Sanko and colleagues had performed a secondary analysis of a study analyzing field-confirmed, nontraumatic OHCA calls before (from Jan. 1, 2014-March 31, 2014) and after LA-TDS implementation (from Jan. 1, 2015-March 31, 2015) at the Los Angeles dispatch center.
The dispatch center, otherwise unchanged during the study, is staffed by sworn firefighters with a minimum of basic life support training and 2 years of field EMS experience. Callers interact with a single telecommunicator who uses scripted and semi-scripted questions.
For the study, trained data abstractors evaluated 9-1-1 audio recordings for the initiation of telecommunicator-assisted CPR and judged the English proficiency of each caller.
Out of 1,027 EMS-treated OHCA cases during the study period, there were 597 meeting the inclusion criteria of the study, split between 289 older calls on MPDS and 308 newer ones on LA-TDS. Callers with limited English proficiency included 26 and 35 people, respectively, in the two groups.
That means roughly 10% of emergency calls came from people with limited English proficiency when 19% of people in Los Angeles are thought to be at this language level.
“This finding suggests the possibility that populations with limited English proficiency are less likely to activate 9-1-1 for incidence of cardiac arrest. If true, this finding would compound the health disparity observed among those with limited English proficiency,” Rea and colleagues said.
“Close examination of the results also revealed that, even with the improvement associated with the local algorithm, the group with limited English proficiency still appeared to lag behind the group with English proficiency with regard to timely CPR delivery,” they noted.

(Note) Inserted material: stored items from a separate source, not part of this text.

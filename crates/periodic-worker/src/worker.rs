use std::sync::Arc;

use serde_json::json;
use tokio::sync::Semaphore;
use tracing::{error, info, warn};

use crate::config::WorkerSettings;
use crate::jobs::{self, JobOutcome};
use crate::queue::JobQueue;

/// Pulls jobs off the shared queue and runs them under a concurrency cap,
/// a per-job timeout, and a retry-with-max-tries policy.
pub struct WorkerPool {
    queue: Arc<JobQueue>,
    settings: WorkerSettings,
    permits: Arc<Semaphore>,
}

impl WorkerPool {
    pub fn new(queue: Arc<JobQueue>, settings: WorkerSettings) -> Self {
        let permits = Arc::new(Semaphore::new(settings.concurrency));
        WorkerPool { queue, settings, permits }
    }

    pub async fn run(self: Arc<Self>) {
        info!(concurrency = self.settings.concurrency, "worker: starting pool");
        loop {
            let job = match self.queue.pop_any(1.0).await {
                Ok(Some(job)) => job,
                Ok(None) => continue,
                Err(err) => {
                    error!(%err, "worker: queue pop failed");
                    tokio::time::sleep(tokio::time::Duration::from_secs(1)).await;
                    continue;
                }
            };

            let permit = self.permits.clone().acquire_owned().await.expect("semaphore closed");
            let this = self.clone();
            tokio::spawn(async move {
                this.process(job).await;
                drop(permit);
            });
        }
    }

    async fn process(&self, job: crate::queue::JobEnvelope) {
        info!(job_id = %job.id, kind = %job.kind, attempt = job.attempt, "worker: processing job");

        let outcome = tokio::time::timeout(self.settings.job_timeout, jobs::run(&job.kind, &job.payload, &self.settings)).await;

        let (result_body, should_retry) = match outcome {
            Ok(JobOutcome::Ok(value)) => {
                info!(job_id = %job.id, kind = %job.kind, "worker: job succeeded");
                (json!({"ok": true, "result": value}), false)
            }
            Ok(JobOutcome::Failed(err)) => {
                warn!(job_id = %job.id, kind = %job.kind, error = %err, "worker: job failed");
                (json!({"ok": false, "error": err}), true)
            }
            Err(_elapsed) => {
                warn!(job_id = %job.id, kind = %job.kind, "worker: job timed out");
                (json!({"ok": false, "error": "timed out"}), true)
            }
        };

        if should_retry && job.attempt + 1 < self.settings.max_tries {
            let mut retried = job.clone();
            retried.attempt += 1;
            let key = JobQueue::queue_key_for(&retried.kind);
            if let Err(err) = self.queue.push(key, &retried).await {
                error!(job_id = %job.id, %err, "worker: failed to re-push job for retry");
            }
            return;
        }

        if should_retry {
            error!(job_id = %job.id, kind = %job.kind, "worker: retries exhausted, dropping job");
        }

        if let Err(err) = self.queue.store_result(job.id, &result_body.to_string()).await {
            error!(job_id = %job.id, %err, "worker: failed to store job result");
        }
    }
}
use crate::types::{StepResult, StepStatus};
use std::fmt::Write;

pub const PLAN_SYSTEM_PROMPT: &str = concat!(
    "You are an autonomous assistant. When the user asks you to perform a task, ",
    "respond ONLY with a JSON object matching exactly this schema:\n",
    "{\n",
    "  \"goal\": \"<short description of the objective>\",\n",
    "  \"steps\": [\n",
    "    {\n",
    "      \"tool\": \"<service.action>\",\n",
    "      \"args\": { ... },\n",
    "      \"needs_ok\": false,\n",
    "      \"ok_prompt\": null\n",
    "    }\n",
    "  ]\n",
    "}\n\n",
    "Available tools:\n",
    "- browser.open(url)\n",
    "- browser.navigate(url)\n",
    "- browser.click(element_id)\n",
    "- browser.type(element_id, text)\n",
    "- browser.extract(selector)\n",
    "- browser.screenshot()\n",
    "- browser.close()\n\n",
    "Set needs_ok=true ONLY for irreversible actions (checkout, form submission, payment). ",
    "Do not include any text outside the JSON."
);

pub const REPLY_SYSTEM_PROMPT: &str =
    "You are a voice assistant reading the result of a task aloud to the user. \
     Be brief, conversational, and speak in the past tense about what was done.";

pub fn summarize_results(results: &[StepResult]) -> String {
    let mut out = String::new();
    for r in results {
        let outcome = match r.status {
            StepStatus::Ok => format!("ok, output={}", r.output),
            StepStatus::Error => format!("error: {}", r.error.as_deref().unwrap_or("unknown")),
            StepStatus::Skipped => format!("skipped: {}", r.error.as_deref().unwrap_or("unknown")),
        };
        let _ = writeln!(out, "{}. {} -> {}", r.step_index, r.tool, outcome);
    }
    out
}
use axum::extract::State;
use axum::Json;

use crate::dto::{ChatRequest, ChatResponse};
use crate::error::ApiError;
use crate::ingest::plan_and_spawn;
use crate::state::AppState;

#[utoipa::path(
    post,
    path = "/v1/chat",
    request_body = ChatRequest,
    responses((status = 200, body = ChatResponse), (status = 502, body = crate::error::ApiErrorResponse))
)]
#[tracing::instrument(skip_all)]
pub async fn chat(
    State(state): State<AppState>,
    Json(request): Json<ChatRequest>,
) -> Result<Json<ChatResponse>, ApiError> {
    let task = plan_and_spawn(&state, request.message).await?;
    Ok(Json(ChatResponse {
        task_id: task.id,
        status: task.status,
        message: "Plan generated. Execution started.".to_string(),
    }))
}
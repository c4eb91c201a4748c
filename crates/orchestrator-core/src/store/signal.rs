use std::collections::HashMap;
use std::sync::{Arc, Mutex};

use tokio::sync::Notify;
use uuid::Uuid;

/// Process-local registry of one-shot approval signals. A signal fired before
/// anyone waits on it is still observed by a later waiter, matching `Notify`'s
/// semantics exactly. Lost on restart by design: approvals survive in the
/// store, the in-memory wake-up signal does not.
#[derive(Default)]
pub struct SignalRegistry {
    signals: Mutex<HashMap<Uuid, Arc<Notify>>>,
}

impl SignalRegistry {
    pub fn new() -> Self {
        Self::default()
    }

    /// Returns the signal for `approval_id`, creating one if this is the first time
    /// it's been seen in this process.
    pub fn get_or_create(&self, approval_id: Uuid) -> Arc<Notify> {
        let mut signals = self.signals.lock().expect("signal registry mutex poisoned");
        signals.entry(approval_id).or_insert_with(|| Arc::new(Notify::new())).clone()
    }

    /// Returns the signal for `approval_id` if one has been registered in this process.
    pub fn get(&self, approval_id: Uuid) -> Option<Arc<Notify>> {
        self.signals.lock().expect("signal registry mutex poisoned").get(&approval_id).cloned()
    }

    pub fn fire(&self, approval_id: Uuid) {
        if let Some(notify) = self.get(approval_id) {
            notify.notify_one();
        }
    }
}
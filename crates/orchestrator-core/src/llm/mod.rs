mod gateway;
mod prompt;

pub use gateway::{ChatMessage, HttpLlmGateway, LlmGateway};

use crate::error::{CoreError, CoreResult};
use crate::types::StepResult;
use serde_json::Value;

/// Requests a structured Plan from the LLM and returns the raw parsed JSON object.
/// Validation against the Plan schema is the Planner's job, not this gateway's.
pub async fn get_plan_json(gateway: &dyn LlmGateway, user_message: &str) -> CoreResult<Value> {
    let messages = vec![
        ChatMessage::system(prompt::PLAN_SYSTEM_PROMPT),
        ChatMessage::user(user_message),
    ];
    let raw = gateway
        .chat_completion(messages, 0.2, 2048, true)
        .await?;
    serde_json::from_str(&raw).map_err(|e| CoreError::InvalidPlan(e.to_string()))
}

/// Summarizes step results into a human-readable reply, read aloud by the voice client.
pub async fn generate_reply(
    gateway: &dyn LlmGateway,
    goal: &str,
    results: &[StepResult],
) -> CoreResult<String> {
    let summary = prompt::summarize_results(results);
    let messages = vec![
        ChatMessage::system(prompt::REPLY_SYSTEM_PROMPT),
        ChatMessage::user(format!("Goal: {goal}\n\nStep outcomes:\n{summary}")),
    ];
    gateway.chat_completion(messages, 0.7, 512, false).await
}
use std::sync::atomic::{AtomicUsize, Ordering};
use std::sync::{Arc, Mutex};
use std::time::Duration;

use rusqlite::Connection;
use tokio::sync::Semaphore;

use crate::error::{CoreError, CoreResult};

/// A small fixed-size pool of SQLite connections, each opened in WAL mode so
/// readers never block the writer. Borrowing a connection is bounded by a
/// semaphore sized to the pool, mirroring a DB-pool acquire-with-timeout.
pub struct SqlitePool {
    conns: Vec<Mutex<Connection>>,
    semaphore: Arc<Semaphore>,
    next: AtomicUsize,
    acquire_timeout: Duration,
}

impl SqlitePool {
    pub fn open(database_url: &str, pool_size: usize, acquire_timeout: Duration) -> CoreResult<Self> {
        let pool_size = pool_size.max(1);
        let mut conns = Vec::with_capacity(pool_size);
        for _ in 0..pool_size {
            let conn = Connection::open(database_url)?;
            conn.pragma_update(None, "journal_mode", "WAL")?;
            conn.pragma_update(None, "busy_timeout", 5000)?;
            conns.push(Mutex::new(conn));
        }
        Ok(SqlitePool {
            conns,
            semaphore: Arc::new(Semaphore::new(pool_size)),
            next: AtomicUsize::new(0),
            acquire_timeout,
        })
    }

    pub async fn with_conn<F, T>(&self, f: F) -> CoreResult<T>
    where
        F: FnOnce(&Connection) -> CoreResult<T>,
    {
        let permit = tokio::time::timeout(self.acquire_timeout, self.semaphore.acquire())
            .await
            .map_err(|_| CoreError::Storage("timed out acquiring a db connection".into()))?
            .map_err(|_| CoreError::Storage("db pool closed".into()))?;

        let idx = self.next.fetch_add(1, Ordering::Relaxed) % self.conns.len();
        let conn = self.conns[idx].lock().expect("db connection mutex poisoned");
        let result = f(&conn);
        drop(permit);
        result
    }
}
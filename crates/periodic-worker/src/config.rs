use std::env;
use std::time::Duration;

fn env_or(key: &str, default: &str) -> String {
    env::var(key).unwrap_or_else(|_| default.to_string())
}

fn env_parse_or<T: std::str::FromStr>(key: &str, default: T) -> T {
    env::var(key).ok().and_then(|v| v.parse().ok()).unwrap_or(default)
}

#[derive(Debug, Clone)]
pub struct WorkerSettings {
    pub redis_url: String,
    pub api_core_url: String,
    pub browser_agent_url: String,
    pub llm_runtime_url: String,

    pub health_check_every_n_minutes: u32,
    pub daily_briefing_hour: u32,
    pub daily_briefing_minute: u32,

    pub concurrency: usize,
    pub job_timeout: Duration,
    pub max_tries: u32,
    pub job_result_ttl: Duration,
}

impl WorkerSettings {
    pub fn from_env() -> Self {
        let _ = dotenvy::dotenv();
        WorkerSettings {
            redis_url: env_or("REDIS_URL", "redis://localhost:6379"),
            api_core_url: env_or("API_CORE_URL", "http://localhost:8000"),
            browser_agent_url: env_or("BROWSER_AGENT_URL", "http://localhost:8001"),
            llm_runtime_url: env_or("LLM_RUNTIME_URL", "http://localhost:11434"),
            health_check_every_n_minutes: env_parse_or("HEALTH_CHECK_EVERY_N_MINUTES", 5),
            daily_briefing_hour: env_parse_or("DAILY_BRIEFING_HOUR", 8),
            daily_briefing_minute: env_parse_or("DAILY_BRIEFING_MINUTE", 0),
            concurrency: env_parse_or("WORKER_CONCURRENCY", 10),
            job_timeout: Duration::from_secs(env_parse_or("JOB_TIMEOUT", 300)),
            max_tries: env_parse_or("JOB_MAX_TRIES", 3),
            job_result_ttl: Duration::from_secs(env_parse_or("JOB_RESULT_TTL", 3600)),
        }
    }
}

/// The set of minutes-past-the-hour on which `health_check` runs.
/// `n` must divide 60; otherwise the canonical fallback of 5 is used.
pub fn health_check_minutes(n: u32) -> Vec<u32> {
    let n = if n == 0 || 60 % n != 0 { 5 } else { n };
    (0..60).step_by(n as usize).collect()
}

#[cfg(test)]
mod tests {
    use super::*;

    #[test]
    fn divisor_of_sixty_is_used_directly() {
        assert_eq!(health_check_minutes(15), vec![0, 15, 30, 45]);
    }

    #[test]
    fn non_divisor_falls_back_to_five() {
        assert_eq!(health_check_minutes(7), vec![0, 5, 10, 15, 20, 25, 30, 35, 40, 45, 50, 55]);
    }

    #[test]
    fn zero_falls_back_to_five() {
        assert_eq!(health_check_minutes(0), health_check_minutes(5));
    }

    #[test]
    fn one_minute_covers_every_minute() {
        assert_eq!(health_check_minutes(1).len(), 60);
    }
}
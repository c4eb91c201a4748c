use crate::error::{CoreError, CoreResult};
use crate::llm::{get_plan_json, LlmGateway};
use crate::types::Plan;

/// Turns a user utterance into a validated Plan. The only component that trusts
/// the LLM's output; everything downstream operates on an already-validated Plan.
pub struct Planner<'a> {
    llm: &'a dyn LlmGateway,
}

impl<'a> Planner<'a> {
    pub fn new(llm: &'a dyn LlmGateway) -> Self {
        Planner { llm }
    }

    pub async fn build_plan(&self, user_message: &str) -> CoreResult<Plan> {
        let raw = get_plan_json(self.llm, user_message).await?;
        let plan: Plan = serde_json::from_value(raw)
            .map_err(|e| CoreError::InvalidPlan(format!("the LLM returned an invalid plan: {e}")))?;

        if plan.steps.is_empty() {
            return Err(CoreError::EmptyPlan);
        }

        Ok(plan)
    }
}

#[cfg(test)]
mod tests {
    use super::*;
    use crate::llm::ChatMessage;
    use async_trait::async_trait;

    struct FakeLlm(&'static str);

    #[async_trait]
    impl LlmGateway for FakeLlm {
        async fn chat_completion(
            &self,
            _messages: Vec<ChatMessage>,
            _temperature: f32,
            _max_tokens: u32,
            _json_mode: bool,
        ) -> CoreResult<String> {
            Ok(self.0.to_string())
        }
    }

    #[tokio::test]
    async fn valid_plan_is_accepted() {
        let llm = FakeLlm(r#"{"goal":"open google","steps":[{"tool":"browser.open","args":{"url":"https://google.com"},"needs_ok":false,"ok_prompt":null}]}"#);
        let planner = Planner::new(&llm);
        let plan = planner.build_plan("open google").await.unwrap();
        assert_eq!(plan.goal, "open google");
        assert_eq!(plan.steps.len(), 1);
    }

    #[tokio::test]
    async fn malformed_json_is_invalid_plan() {
        let llm = FakeLlm(r#"{"bogus":true}"#);
        let planner = Planner::new(&llm);
        let err = planner.build_plan("do something").await.unwrap_err();
        assert!(matches!(err, CoreError::InvalidPlan(_)));
    }

    #[tokio::test]
    async fn empty_steps_rejected() {
        let llm = FakeLlm(r#"{"goal":"noop","steps":[]}"#);
        let planner = Planner::new(&llm);
        let err = planner.build_plan("do nothing").await.unwrap_err();
        assert!(matches!(err, CoreError::EmptyPlan));
    }
}
mod pool;
mod signal;
mod sqlite;

pub use pool::SqlitePool;
pub use signal::SignalRegistry;
pub use sqlite::SqliteTaskStore;

use async_trait::async_trait;
use std::sync::Arc;
use tokio::sync::Notify;
use uuid::Uuid;

use crate::error::CoreResult;
use crate::types::{Approval, Task};

/// Durable storage for tasks and approvals, plus the process-local approval
/// signal registry. The store is the single source of truth for task status;
/// the persisted status vocabulary (§ mapping table in `sqlite.rs`) is
/// translated to/from the in-memory `TaskStatus` enum at the store boundary only.
#[async_trait]
pub trait TaskStore: Send + Sync {
    async fn save_task(&self, task: &Task) -> CoreResult<()>;
    async fn get_task(&self, id: Uuid) -> CoreResult<Option<Task>>;
    async fn list_tasks(&self) -> CoreResult<Vec<Task>>;

    async fn save_approval(&self, approval: &Approval) -> CoreResult<()>;
    async fn get_approval(&self, id: Uuid) -> CoreResult<Option<Approval>>;

    /// Returns the process-local signal for a pending approval, or `None` if this
    /// process never registered one (e.g. after a restart).
    fn get_signal(&self, approval_id: Uuid) -> Option<Arc<Notify>>;

    /// Atomically transitions an approval from unresolved to approved. Returns
    /// `true` and fires the signal the first time; `false` (no side effect) on
    /// every subsequent call.
    async fn resolve_approval(&self, id: Uuid) -> CoreResult<bool>;
}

OHCA calls on MPDS and LA-TDS were similar in age, sex, known comorbidities, arrest location, and witnessed status. Use of interpreter services was unchanged between cohorts, according to study authors.
Results of the study may not be generalizable to other settings and communities, Sanko’s group cautioned.
Other limitations include the potential for a Hawthorne effect and a small sample that precluded investigators from detecting any between-group differences in clinical outcomes.
“Further studies are needed to characterize underrepresented 9-1-1 callers with diverse cultural linguistic backgrounds to improve access, promote activation of the chain of survival, and reduce disparities in cardiac arrest care. The precise elements of LA-TDS that are associated with increased telecommunicator-assisted CPR performance must also be examined,” study authors urged.
“Yet we should appreciate that real progress in cardiac arrest resuscitation is being made,” Rea and colleagues argued. “As we advance a public health strategy for community-based resuscitation care, the approaches that adapt the initial links between early recognition, early activation of emergency response, early CPR and early defibrillation offer the most accessible, cost-effective, and hence impactful opportunities to improve care and outcome.”
The study was supported by an NIH grant.
Neither study authors nor editorialists had any disclosures.